The cautionary note in Assistant Secretary Delisles letter concerns the ESEA requirement that
states use a single assessment to measure student achievement. Giving districts the choice of
PARCC or MCAS this spring runs afoul of this requirement. In November 2013, I recommended
and the Board approved the two-year test drive of the new PARCC assessment to determine if
it is worthy of adoption to replace MCAS as the Massachusetts statewide student assessment.
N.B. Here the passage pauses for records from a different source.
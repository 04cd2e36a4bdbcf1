use crate::byteutils::{decode_fixed32, put_fixed32};
use crate::comparator::Comparator;
use crate::error::KVStoneError;
use crate::iterator::Cursor;
use crate::Result;
use std::cmp::Ordering;
use std::sync::Arc;

const U32_SIZE: usize = std::mem::size_of::<u32>();

/// An immutable block of prefix-compressed entries produced by
/// [`BlockBuilder`](crate::sstable::block_builder::BlockBuilder).
pub struct Block {
    data: Vec<u8>,
    restart_offset: usize,
    num_restarts: usize,
}

impl Block {
    /// Validates the restart array of `contents`.
    pub fn new(contents: Vec<u8>) -> Result<Block> {
        if contents.len() < U32_SIZE {
            return Err(KVStoneError::Corruption("block too short".into()));
        }
        let num_restarts = decode_fixed32(&contents[contents.len() - U32_SIZE..]) as usize;
        let max_restarts_allowed = (contents.len() - U32_SIZE) / U32_SIZE;
        if num_restarts > max_restarts_allowed {
            return Err(KVStoneError::Corruption(
                "bad block contents: restart array overflows".into(),
            ));
        }
        let restart_offset = contents.len() - (1 + num_restarts) * U32_SIZE;
        Ok(Block {
            data: contents,
            restart_offset,
            num_restarts,
        })
    }

    /// Split off the entry written by
    /// [`BlockBuilder::add_trailing`](crate::sstable::block_builder::BlockBuilder::add_trailing),
    /// returning the remaining block with its key and value.
    pub fn split_trailing(self) -> Result<(Block, Vec<u8>, Vec<u8>)> {
        let bad = || KVStoneError::Corruption("block has no trailing entry".into());
        if self.num_restarts == 0 {
            return Err(bad());
        }
        let last = self.restart_point(self.num_restarts - 1);
        let (key_offset, non_shared, value_len) =
            match self.decode_entry(last, self.restart_offset) {
                Some((0, non_shared, value_len, key_offset))
                    if key_offset + non_shared + value_len == self.restart_offset =>
                {
                    (key_offset, non_shared, value_len)
                }
                _ => return Err(bad()),
            };
        let key = self.data[key_offset..key_offset + non_shared].to_vec();
        let value_offset = key_offset + non_shared;
        let value = self.data[value_offset..value_offset + value_len].to_vec();

        let num_restarts = self.num_restarts - 1;
        let mut data = self.data;
        let restarts_start = self.restart_offset;
        let restarts_end = restarts_start + num_restarts * U32_SIZE;
        data.copy_within(restarts_start..restarts_end, last);
        data.truncate(last + num_restarts * U32_SIZE);
        put_fixed32(&mut data, num_restarts as u32);
        Ok((Block::new(data)?, key, value))
    }

    pub fn size(&self) -> usize {
        self.data.len()
    }

    pub fn iter(self: Arc<Self>, comparator: Arc<dyn Comparator>) -> BlockIter {
        let restarts = self.restart_offset;
        let num_restarts = self.num_restarts;
        BlockIter {
            block: self,
            comparator,
            restarts,
            num_restarts,
            current: restarts,
            restart_index: num_restarts,
            key: vec![],
            value_offset: restarts,
            value_len: 0,
            status: Ok(()),
        }
    }

    #[inline]
    fn restart_point(&self, index: usize) -> usize {
        debug_assert!(index < self.num_restarts);
        decode_fixed32(&self.data[self.restart_offset + index * U32_SIZE..]) as usize
    }

    /// Decode the entry header at `offset`, returning `(shared, non_shared, value_len,
    /// key suffix offset)`, or `None` if the entry does not fit before `limit`.
    fn decode_entry(&self, offset: usize, limit: usize) -> Option<(usize, usize, usize, usize)> {
        if limit < offset || limit - offset < 3 * U32_SIZE {
            return None;
        }
        let shared = decode_fixed32(&self.data[offset..]) as usize;
        let non_shared = decode_fixed32(&self.data[offset + U32_SIZE..]) as usize;
        let value_len = decode_fixed32(&self.data[offset + 2 * U32_SIZE..]) as usize;
        let key_offset = offset + 3 * U32_SIZE;
        if non_shared.checked_add(value_len)? > limit - key_offset {
            return None;
        }
        Some((shared, non_shared, value_len, key_offset))
    }
}

/// Cursor over the entries of a [`Block`].
pub struct BlockIter {
    block: Arc<Block>,
    comparator: Arc<dyn Comparator>,
    /// Offset of the restart array; also the end of the entries.
    restarts: usize,
    num_restarts: usize,
    /// Offset of the current entry, `>= restarts` if not valid.
    current: usize,
    /// Index of the restart block in which `current` falls.
    restart_index: usize,
    key: Vec<u8>,
    value_offset: usize,
    value_len: usize,
    status: Result<()>,
}

impl BlockIter {
    #[inline]
    fn next_entry_offset(&self) -> usize {
        self.value_offset + self.value_len
    }

    fn mark_invalid(&mut self) {
        self.current = self.restarts;
        self.restart_index = self.num_restarts;
    }

    fn corruption_error(&mut self) {
        warn!("bad entry in block at offset {}", self.current);
        self.mark_invalid();
        self.status = Err(KVStoneError::Corruption("bad entry in block".into()));
        self.key.clear();
        self.value_offset = self.restarts;
        self.value_len = 0;
    }

    fn seek_to_restart_point(&mut self, index: usize) {
        self.key.clear();
        self.restart_index = index;
        // parse_next_key() starts at the end of the current value
        self.value_offset = self.block.restart_point(index);
        self.value_len = 0;
    }

    fn parse_next_key(&mut self) -> bool {
        self.current = self.next_entry_offset();
        if self.current >= self.restarts {
            self.mark_invalid();
            return false;
        }

        match self.block.decode_entry(self.current, self.restarts) {
            Some((shared, non_shared, value_len, key_offset)) if self.key.len() >= shared => {
                self.key.truncate(shared);
                self.key
                    .extend_from_slice(&self.block.data[key_offset..key_offset + non_shared]);
                self.value_offset = key_offset + non_shared;
                self.value_len = value_len;
                while self.restart_index + 1 < self.num_restarts
                    && self.block.restart_point(self.restart_index + 1) < self.current
                {
                    self.restart_index += 1;
                }
                true
            }
            _ => {
                self.corruption_error();
                false
            }
        }
    }
}

impl Cursor for BlockIter {
    fn valid(&self) -> bool {
        self.current < self.restarts
    }

    fn seek_to_first(&mut self) {
        if self.num_restarts == 0 {
            self.mark_invalid();
            return;
        }
        self.seek_to_restart_point(0);
        self.parse_next_key();
    }

    fn seek_to_last(&mut self) {
        if self.num_restarts == 0 {
            self.mark_invalid();
            return;
        }
        self.seek_to_restart_point(self.num_restarts - 1);
        while self.parse_next_key() && self.next_entry_offset() < self.restarts {
            // keep skipping
        }
    }

    fn seek(&mut self, target: &[u8]) {
        if self.num_restarts == 0 {
            self.mark_invalid();
            return;
        }

        // Binary search in restart array to find the last restart point
        // with a key < target
        let mut left = 0;
        let mut right = self.num_restarts - 1;
        while left < right {
            let mid = (left + right + 1) / 2;
            let region_offset = self.block.restart_point(mid);
            let mid_key = match self.block.decode_entry(region_offset, self.restarts) {
                Some((0, non_shared, _, key_offset)) => {
                    &self.block.data[key_offset..key_offset + non_shared]
                }
                _ => {
                    self.current = region_offset;
                    self.corruption_error();
                    return;
                }
            };
            if self.comparator.compare(mid_key, target) == Ordering::Less {
                // Key at "mid" is smaller than "target". Therefore all
                // blocks before "mid" are uninteresting.
                left = mid;
            } else {
                // Key at "mid" is >= "target". Therefore all blocks at or
                // after "mid" are uninteresting.
                right = mid - 1;
            }
        }

        // Linear search (within restart block) for first key >= target
        self.seek_to_restart_point(left);
        loop {
            if !self.parse_next_key() {
                return;
            }
            if self.comparator.compare(&self.key, target) != Ordering::Less {
                return;
            }
        }
    }

    fn next(&mut self) {
        debug_assert!(self.valid());
        self.parse_next_key();
    }

    fn prev(&mut self) {
        debug_assert!(self.valid());

        // Scan backwards to a restart point before current
        let original = self.current;
        while self.block.restart_point(self.restart_index) >= original {
            if self.restart_index == 0 {
                // No more entries
                self.mark_invalid();
                return;
            }
            self.restart_index -= 1;
        }

        self.seek_to_restart_point(self.restart_index);
        // Loop until end of current entry hits the start of original entry
        while self.parse_next_key() && self.next_entry_offset() < original {}
    }

    fn key(&self) -> &[u8] {
        debug_assert!(self.valid());
        &self.key
    }

    fn value(&self) -> &[u8] {
        debug_assert!(self.valid());
        &self.block.data[self.value_offset..self.value_offset + self.value_len]
    }

    fn status(&self) -> Result<()> {
        self.status.clone()
    }
}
Last spring was the first year of the test drive, consisting of field tests in a broad sample of
schools and classrooms. This coming spring, in the second year of the test drive, we will give
PARCC in a fully operational mode, and districts have been given the choice of whether to
administer MCAS or PARCC. This will lead to a decision by the Board in the fall of 2015 on
whether PARCC will replace MCAS.
The other states in the PARCC consortium will be implementing the new assessment in all of
their schools this coming spring. As you know, Massachusetts is playing a major role in the
development of PARCC. I chair the consortium's governing board, and our student assessment
staff, led by Associate Commissioner Liz Davis, is actively involved on a day-to-day basis with
the test's development. Even so, we have very good reasons for taking a more cautious and
measured approach to a decision on PARCC than our sister states:
MCAS is a highly regarded, high quality test that has served us well for nearly two
decades. Although we know that we need to raise the bar even further if we are to
maintain our leadership in K-12 education, we made the commitment that our next
generation state assessment will be as good as or better than MCAS.
Last spring's field tests, while valuable, do not give us all the information we would need
to make a final decision this fall on adopting PARCC. Next spring's planned side-by-side
testing will give us a wealth of comparative data, and will allow more educators and
students to experience and provide feedback on PARCC.
The debate over new curriculum standards and assessments based on the Common Core
State Standards has become politicized in many states. If we want to avoid that happening
here, we need to demonstrate that we will be thoughtful and deliberate, as we have always
been, in making these important decisions.
Local school officials have given us a lot of feedback about the challenges of
implementing a wide range of new initiatives in recent years. Giving districts a choice of
assessments in spring 2015 will provide a welcome respite for those districts that are
concerned they may lack the capacity to move to a new state assessment this year.
We have been forthcoming with ED staff over the past 15 months about our two-year test drive
plan. Secretary Duncan has said that he fully understands and empathizes with the reasons for our
transition plan, but he is unable to offer us a waiver option that was not available to other states.
Accordingly, Assistant Secretary Delisle's letter requires us to demonstrate that we are prepared
to make a final decision on our statewide testing program for 2015-16 and beyond. As I noted
above, the Board is scheduled to take that vote in the fall of 2015, after we have carefully
considered the results of the MCAS-PARCC comparison review. The ED directive reinforces the
importance of keeping to that schedule.
At the same time, I do not believe that ED's finding of non-compliance for 2014-15 is sufficient
reason for us to accelerate our decision-making timetable. I recommended, and the Board
adopted, the two-year transition plan because it is in the best interests of our students and
teachers. We value our partnership with the federal government, but there are times when
partners will disagree, and when that happens, our first and foremost obligation is to do what is
right for Massachusetts.
We will have an opportunity to discuss these issues in greater detail at the upcoming Board
meeting on October 21. In the meantime, please let me know if you have any questions.